$Bi_2Te_3$: Implications of the rhombohedral k-space texture on the evaluation of the in-plane/out-of-plane conductivity anisotropy

TL;DR

This paper compares computational methods for surface integrals in anisotropic Brillouin zones, focusing on Bi2Te3's transport properties, highlighting the importance of reciprocal space integration to accurately evaluate in-plane and out-of-plane conductivity anisotropy.

Contribution

It demonstrates the necessity of thorough reciprocal space integration to accurately assess anisotropic transport properties in layered materials like Bi2Te3.

Findings

Strong anisotropy in transport distribution function due to layered structure and symmetry.

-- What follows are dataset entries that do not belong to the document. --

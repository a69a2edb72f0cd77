//! Tracker error kinds
//!
//! Every variant is recoverable at the dispatcher boundary. The reason string
//! is meant to be shown to the requester as-is.

use thiserror::Error;

/// Errors raised by tracker operations
#[derive(Debug, Error)]
pub enum TrackerError {
    /// Player, status effect, or combatant does not exist
    #[error("{0}")]
    NotFound(String),

    /// Operation not valid in the current encounter state
    #[error("{0}")]
    InvalidState(String),

    /// Malformed request value
    #[error("{0}")]
    InvalidInput(String),

    /// Requester may not perform this operation
    #[error("{0}")]
    Unauthorized(String),

    /// Backend failure while loading or saving state
    #[error("storage error: {0}")]
    Storage(#[from] anyhow::Error),
}

impl TrackerError {
    /// Stable machine-readable name of the error kind
    pub fn kind(&self) -> &'static str {
        match self {
            TrackerError::NotFound(_) => "not_found",
            TrackerError::InvalidState(_) => "invalid_state",
            TrackerError::InvalidInput(_) => "invalid_input",
            TrackerError::Unauthorized(_) => "unauthorized",
            TrackerError::Storage(_) => "storage",
        }
    }

    pub(crate) fn player_not_found(player_id: &str) -> Self {
        TrackerError::NotFound(format!("no character sheet for player {}", player_id))
    }
}

pub type TrackerResult<T> = Result<T, TrackerError>;
//! Database module - SQLite pool and tracker schema


use anyhow::Result;
use sqlx::sqlite::{SqliteConnectOptions, SqlitePool, SqlitePoolOptions};
use std::str::FromStr;
use tracing::info;

/// Database handle wrapping SQLite connection pool
pub struct Database {
    pool: SqlitePool,
}

impl Database {
    /// Create a new database connection
    /// If path is None, uses in-memory database (for testing)
    pub async fn new(path: Option<&str>) -> Result<Self> {
        let conn_str = match path {
            Some(p) => format!("sqlite:{}?mode=rwc", p),
            None => "sqlite::memory:".to_string(),
        };

        let options = SqliteConnectOptions::from_str(&conn_str)?
            .create_if_missing(true)
            .journal_mode(sqlx::sqlite::SqliteJournalMode::Wal);

        // An in-memory database lives only as long as its connection
        let pool_options = match path {
            Some(_) => SqlitePoolOptions::new().max_connections(4),
            None => SqlitePoolOptions::new()
                .max_connections(1)
                .idle_timeout(None)
                .max_lifetime(None),
        };

        let pool = pool_options.connect_with(options).await?;

        let db = Self { pool };
        db.run_migrations().await?;

        Ok(db)
    }

    /// Run database migrations
    async fn run_migrations(&self) -> Result<()> {
        info!("Running database migrations...");

        // One row per character sheet; statuses kept as a JSON array
        sqlx::query(
            r#"
            CREATE TABLE IF NOT EXISTS players (
                id TEXT PRIMARY KEY,
                display_name TEXT NOT NULL,
                character_name TEXT NOT NULL DEFAULT '',
                hp_current INTEGER NOT NULL DEFAULT 0,
                hp_max INTEGER NOT NULL DEFAULT 0,
                mp_current INTEGER NOT NULL DEFAULT 0,
                mp_max INTEGER NOT NULL DEFAULT 0,
                ip_current INTEGER NOT NULL DEFAULT 0,
                ip_max INTEGER NOT NULL DEFAULT 0,
                armor_current INTEGER NOT NULL DEFAULT 0,
                armor_max INTEGER NOT NULL DEFAULT 0,
                barrier_current INTEGER NOT NULL DEFAULT 0,
                barrier_max INTEGER NOT NULL DEFAULT 0,
                statuses TEXT NOT NULL DEFAULT '[]',
                updated_at TEXT NOT NULL DEFAULT (datetime('now'))
            )
            "#,
        )
        .execute(&self.pool)
        .await?;

        // Singleton encounter row
        sqlx::query(
            r#"
            CREATE TABLE IF NOT EXISTS encounter (
                id INTEGER PRIMARY KEY CHECK (id = 1),
                active INTEGER NOT NULL DEFAULT 0,
                combatants TEXT NOT NULL DEFAULT '[]',
                started_at TEXT
            )
            "#,
        )
        .execute(&self.pool)
        .await?;

        info!("Database migrations complete");
        Ok(())
    }

    /// Get the connection pool
    pub fn pool(&self) -> &SqlitePool {
        &self.pool
    }

    /// Check if database is healthy
    pub async fn health_check(&self) -> Result<()> {
        sqlx::query("SELECT 1").execute(&self.pool).await?;
        Ok(())
    }
}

Quantitative comparison of anisotropic mass tensor at band edges.

Reciprocal space integration is crucial for accurate anisotropy evaluation.

Abstract

Different computational scheme for calculating surface integrals in anisotropic Brillouin zones are compared. The example of the transport distribution function (plasma frequency) of the thermoelectric Material \BiTe near the band edges will be discussed. The layered structure of the material together with the rhombohedral symmetry causes a strong anisotropy of the transport distribution function for the directions in the basal (in-plane) and perpendicular to the basal plane (out-of-plane). It is shown that a thorough reciprocal space integration is necessary to reproduce the in-plane/out-of-plane anisotropy. A quantitative comparison can be made at the band edges, where the transport anisotropy is given in terms of the anisotropic mass tensor.